How to complete this task: Your task is to copy each line in the listing that includes the word "suffix".
_ _ _
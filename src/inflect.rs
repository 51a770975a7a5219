//! Identifier inflection for table names and context labels.
//!
//! Context names are plural (`colors`, `special_needs`) while the
//! `context` column stores the singular label (`color`, `special_need`).
//! Only the last `_`-separated word is inflected.

use std::collections::HashMap;
use std::sync::LazyLock;

// ── Irregular forms ──────────────────────────────────────────

static IRREGULAR_SINGULARS: LazyLock<HashMap<&str, &str>> = LazyLock::new(|| {
    [
        ("people", "person"),
        ("men", "man"),
        ("women", "woman"),
        ("children", "child"),
        ("mice", "mouse"),
        ("geese", "goose"),
        ("feet", "foot"),
        ("teeth", "tooth"),
    ]
    .into_iter()
    .collect()
});

/// Words that are the same in singular and plural.
static UNCOUNTABLE: LazyLock<Vec<&str>> = LazyLock::new(|| {
    vec![
        "equipment", "information", "rice", "money", "species", "series", "fish", "sheep",
        "news", "data", "metadata",
    ]
});

/// Singularize the last word of a snake_case identifier.
#[must_use]
pub fn singularize(word: &str) -> String {
    let (head, last) = match word.rfind('_') {
        Some(idx) => (&word[..=idx], &word[idx + 1..]),
        None => ("", word),
    };
    format!("{head}{}", singularize_word(last))
}

fn singularize_word(word: &str) -> String {
    let lower = word.to_lowercase();

    if UNCOUNTABLE.contains(&lower.as_str()) {
        return word.to_string();
    }
    if let Some(&singular) = IRREGULAR_SINGULARS.get(lower.as_str()) {
        return singular.to_string();
    }

    if lower.len() > 3 && lower.ends_with("ies") {
        return format!("{}y", &word[..word.len() - 3]);
    }
    for suffix in ["sses", "shes", "ches", "xes", "zzes"] {
        if lower.ends_with(suffix) {
            return word[..word.len() - 2].to_string();
        }
    }
    if lower.ends_with("ss") || lower.ends_with("us") || lower.ends_with("is") {
        return word.to_string();
    }
    if lower.len() > 1 && lower.ends_with('s') {
        return word[..word.len() - 1].to_string();
    }
    word.to_string()
}

/// Pluralize the last word of a snake_case identifier.
#[must_use]
pub fn pluralize(word: &str) -> String {
    let (head, last) = match word.rfind('_') {
        Some(idx) => (&word[..=idx], &word[idx + 1..]),
        None => ("", word),
    };
    let lower = last.to_lowercase();

    let plural = if UNCOUNTABLE.contains(&lower.as_str()) {
        last.to_string()
    } else if let Some((&plural, _)) = IRREGULAR_SINGULARS.iter().find(|(_, s)| **s == lower) {
        plural.to_string()
    } else if lower.ends_with('y')
        && !matches!(lower.chars().rev().nth(1), Some('a' | 'e' | 'i' | 'o' | 'u'))
    {
        format!("{}ies", &last[..last.len() - 1])
    } else if ["s", "sh", "ch", "x", "z"].iter().any(|s| lower.ends_with(s)) {
        format!("{last}es")
    } else {
        format!("{last}s")
    };

    format!("{head}{plural}")
}

/// Convert a `CamelCase` (optionally `::`-namespaced) name to snake_case.
///
/// `Military::Carrier` becomes `military_carrier`.
#[must_use]
pub fn underscore(name: &str) -> String {
    let mut out = String::with_capacity(name.len() + 4);
    let mut prev_lower = false;
    for segment in name.split("::") {
        if !out.is_empty() {
            out.push('_');
            prev_lower = false;
        }
        for ch in segment.chars() {
            if ch.is_uppercase() {
                if prev_lower {
                    out.push('_');
                }
                out.extend(ch.to_lowercase());
                prev_lower = false;
            } else {
                out.push(ch);
                prev_lower = ch.is_alphanumeric();
            }
        }
    }
    out
}

/// Table name for a record class name: `CarTag` ⇒ `car_tags`,
/// `Car::Tagging` ⇒ `car_taggings`.
#[must_use]
pub fn tableize(class_name: &str) -> String {
    pluralize(&underscore(class_name))
}

/// Whether `name` is a plain SQL identifier (`[A-Za-z_][A-Za-z0-9_]*`).
#[must_use]
pub fn is_identifier(name: &str) -> bool {
    let mut chars = name.chars();
    matches!(chars.next(), Some(c) if c.is_ascii_alphabetic() || c == '_')
        && chars.all(|c| c.is_ascii_alphanumeric() || c == '_')
}

#[cfg(test)]
mod tests {
    use super::*;

    #[test]
    fn test_singularize_context_labels() {
        assert_eq!(singularize("colors"), "color");
        assert_eq!(singularize("special_needs"), "special_need");
        assert_eq!(singularize("meal_preferences"), "meal_preference");
        assert_eq!(singularize("excuses"), "excuse");
        assert_eq!(singularize("dietary_requirements"), "dietary_requirement");
        assert_eq!(singularize("mission_types"), "mission_type");
        assert_eq!(singularize("categories"), "category");
        assert_eq!(singularize("boxes"), "box");
        assert_eq!(singularize("people"), "person");
        assert_eq!(singularize("status"), "status");
        assert_eq!(singularize("color"), "color");
    }

    #[test]
    fn test_pluralize() {
        assert_eq!(pluralize("car_tag"), "car_tags");
        assert_eq!(pluralize("tagging"), "taggings");
        assert_eq!(pluralize("company"), "companies");
        assert_eq!(pluralize("bus"), "buses");
        assert_eq!(pluralize("person"), "people");
        assert_eq!(pluralize("day"), "days");
    }

    #[test]
    fn test_tableize() {
        assert_eq!(tableize("CarTag"), "car_tags");
        assert_eq!(tableize("Car::Tagging"), "car_taggings");
        assert_eq!(tableize("Military::CarrierTag"), "military_carrier_tags");
        assert_eq!(tableize("ApplicationTagging"), "application_taggings");
    }

    #[test]
    fn test_is_identifier() {
        assert!(is_identifier("car_tags"));
        assert!(is_identifier("_x1"));
        assert!(!is_identifier("1abc"));
        assert!(!is_identifier("car tags"));
        assert!(!is_identifier("tags\"; DROP"));
        assert!(!is_identifier(""));
    }
}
_ _ _
Exercise answer:
    for suffix in ["sses", "shes", "ches", "xes", "zzes"] {
        if lower.ends_with(suffix) {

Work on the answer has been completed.